» **YOUR GOAL**
Pull from the data below each line where the word "Done" occurs, and copy it.

.....

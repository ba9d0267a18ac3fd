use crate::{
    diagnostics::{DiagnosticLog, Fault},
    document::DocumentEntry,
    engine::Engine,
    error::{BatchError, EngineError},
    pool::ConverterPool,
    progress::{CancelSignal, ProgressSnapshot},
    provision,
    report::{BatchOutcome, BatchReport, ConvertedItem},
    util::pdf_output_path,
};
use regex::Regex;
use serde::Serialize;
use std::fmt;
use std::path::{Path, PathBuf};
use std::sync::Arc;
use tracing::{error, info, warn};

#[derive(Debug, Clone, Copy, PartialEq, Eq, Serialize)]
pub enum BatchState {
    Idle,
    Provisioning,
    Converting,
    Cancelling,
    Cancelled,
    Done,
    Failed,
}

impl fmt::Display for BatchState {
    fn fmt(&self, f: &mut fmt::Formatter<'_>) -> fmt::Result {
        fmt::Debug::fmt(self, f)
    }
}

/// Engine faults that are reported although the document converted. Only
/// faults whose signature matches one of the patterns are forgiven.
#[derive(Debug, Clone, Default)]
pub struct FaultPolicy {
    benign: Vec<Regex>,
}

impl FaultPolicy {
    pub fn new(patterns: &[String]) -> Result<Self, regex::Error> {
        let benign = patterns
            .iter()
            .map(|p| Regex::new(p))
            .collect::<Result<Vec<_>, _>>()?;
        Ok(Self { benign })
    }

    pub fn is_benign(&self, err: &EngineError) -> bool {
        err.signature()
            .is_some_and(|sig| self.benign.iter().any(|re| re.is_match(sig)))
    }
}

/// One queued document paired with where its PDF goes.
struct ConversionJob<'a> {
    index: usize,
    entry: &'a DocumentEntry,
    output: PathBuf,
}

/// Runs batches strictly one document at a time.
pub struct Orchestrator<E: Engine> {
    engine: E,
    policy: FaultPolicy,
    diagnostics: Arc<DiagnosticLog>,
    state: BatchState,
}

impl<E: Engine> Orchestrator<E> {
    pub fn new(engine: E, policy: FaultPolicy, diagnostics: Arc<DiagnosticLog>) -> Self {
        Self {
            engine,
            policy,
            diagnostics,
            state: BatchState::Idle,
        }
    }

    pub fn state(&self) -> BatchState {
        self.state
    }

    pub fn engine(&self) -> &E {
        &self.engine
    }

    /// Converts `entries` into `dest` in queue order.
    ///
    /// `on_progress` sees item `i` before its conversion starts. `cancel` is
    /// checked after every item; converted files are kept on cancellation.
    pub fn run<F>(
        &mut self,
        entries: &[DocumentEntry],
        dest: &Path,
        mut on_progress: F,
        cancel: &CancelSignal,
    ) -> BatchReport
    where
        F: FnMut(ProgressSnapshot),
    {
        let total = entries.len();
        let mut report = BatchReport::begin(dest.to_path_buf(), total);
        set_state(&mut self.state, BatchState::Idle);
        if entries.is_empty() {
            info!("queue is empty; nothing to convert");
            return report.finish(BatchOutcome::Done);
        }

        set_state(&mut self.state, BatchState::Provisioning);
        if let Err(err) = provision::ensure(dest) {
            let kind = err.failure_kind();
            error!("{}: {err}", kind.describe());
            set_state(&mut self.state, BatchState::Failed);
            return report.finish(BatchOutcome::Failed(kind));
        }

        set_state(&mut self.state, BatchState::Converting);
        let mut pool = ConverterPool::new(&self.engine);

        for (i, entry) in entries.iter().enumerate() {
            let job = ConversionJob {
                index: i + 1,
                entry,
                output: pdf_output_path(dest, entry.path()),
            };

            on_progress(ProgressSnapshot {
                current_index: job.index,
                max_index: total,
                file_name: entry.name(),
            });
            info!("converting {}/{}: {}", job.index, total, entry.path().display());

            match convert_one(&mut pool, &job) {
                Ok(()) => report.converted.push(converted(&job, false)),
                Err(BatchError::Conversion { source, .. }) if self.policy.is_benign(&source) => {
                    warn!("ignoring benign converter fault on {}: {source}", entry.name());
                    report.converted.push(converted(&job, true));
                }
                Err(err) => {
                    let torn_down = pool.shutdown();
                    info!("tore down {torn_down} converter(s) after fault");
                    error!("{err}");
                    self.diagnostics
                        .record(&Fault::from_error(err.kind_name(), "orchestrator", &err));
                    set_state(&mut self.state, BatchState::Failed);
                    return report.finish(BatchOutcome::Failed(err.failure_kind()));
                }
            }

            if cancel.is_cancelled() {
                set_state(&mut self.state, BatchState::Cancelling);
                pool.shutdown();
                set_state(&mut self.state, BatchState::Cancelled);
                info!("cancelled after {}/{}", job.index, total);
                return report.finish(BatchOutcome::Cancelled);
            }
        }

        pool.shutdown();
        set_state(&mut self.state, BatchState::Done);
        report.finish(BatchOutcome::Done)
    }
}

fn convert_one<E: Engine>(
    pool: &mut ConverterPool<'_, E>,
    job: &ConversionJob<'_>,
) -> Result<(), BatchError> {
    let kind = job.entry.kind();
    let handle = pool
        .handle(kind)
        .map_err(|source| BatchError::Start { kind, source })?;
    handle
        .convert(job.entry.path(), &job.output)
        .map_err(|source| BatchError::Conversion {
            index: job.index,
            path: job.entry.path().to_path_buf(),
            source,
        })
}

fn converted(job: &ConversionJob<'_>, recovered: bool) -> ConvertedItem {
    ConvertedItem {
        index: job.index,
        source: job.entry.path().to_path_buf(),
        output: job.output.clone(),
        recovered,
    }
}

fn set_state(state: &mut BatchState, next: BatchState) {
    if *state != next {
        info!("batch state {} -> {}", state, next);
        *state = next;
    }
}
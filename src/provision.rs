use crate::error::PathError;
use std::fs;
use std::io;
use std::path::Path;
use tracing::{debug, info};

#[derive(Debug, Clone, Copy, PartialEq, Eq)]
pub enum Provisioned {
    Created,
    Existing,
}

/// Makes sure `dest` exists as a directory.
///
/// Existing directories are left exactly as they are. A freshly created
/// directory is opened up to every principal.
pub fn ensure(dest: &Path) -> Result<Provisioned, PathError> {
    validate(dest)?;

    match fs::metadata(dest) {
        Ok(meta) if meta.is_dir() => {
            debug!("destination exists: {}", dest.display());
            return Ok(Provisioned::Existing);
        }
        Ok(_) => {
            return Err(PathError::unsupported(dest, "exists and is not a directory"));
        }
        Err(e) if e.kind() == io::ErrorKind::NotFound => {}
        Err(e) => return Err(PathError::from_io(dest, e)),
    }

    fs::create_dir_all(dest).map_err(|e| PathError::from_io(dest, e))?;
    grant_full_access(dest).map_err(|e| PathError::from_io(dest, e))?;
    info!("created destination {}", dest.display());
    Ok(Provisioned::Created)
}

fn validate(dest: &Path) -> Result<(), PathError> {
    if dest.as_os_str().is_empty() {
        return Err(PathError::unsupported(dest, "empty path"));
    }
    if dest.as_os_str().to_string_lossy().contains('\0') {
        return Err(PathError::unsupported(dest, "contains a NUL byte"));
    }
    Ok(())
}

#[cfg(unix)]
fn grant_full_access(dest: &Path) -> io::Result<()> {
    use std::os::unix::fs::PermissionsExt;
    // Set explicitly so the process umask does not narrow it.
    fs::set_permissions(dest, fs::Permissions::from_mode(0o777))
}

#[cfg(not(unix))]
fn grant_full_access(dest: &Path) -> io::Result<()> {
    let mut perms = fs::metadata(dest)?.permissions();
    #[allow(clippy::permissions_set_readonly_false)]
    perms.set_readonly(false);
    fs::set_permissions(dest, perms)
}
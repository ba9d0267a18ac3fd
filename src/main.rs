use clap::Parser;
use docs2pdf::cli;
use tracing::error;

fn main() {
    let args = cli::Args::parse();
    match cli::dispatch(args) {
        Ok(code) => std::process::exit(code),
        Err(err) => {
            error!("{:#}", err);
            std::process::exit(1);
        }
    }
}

.....

» **WRITTEN ANSWER**
    Done,
            return report.finish(BatchOutcome::Done);
        set_state(&mut self.state, BatchState::Done);
        report.finish(BatchOutcome::Done)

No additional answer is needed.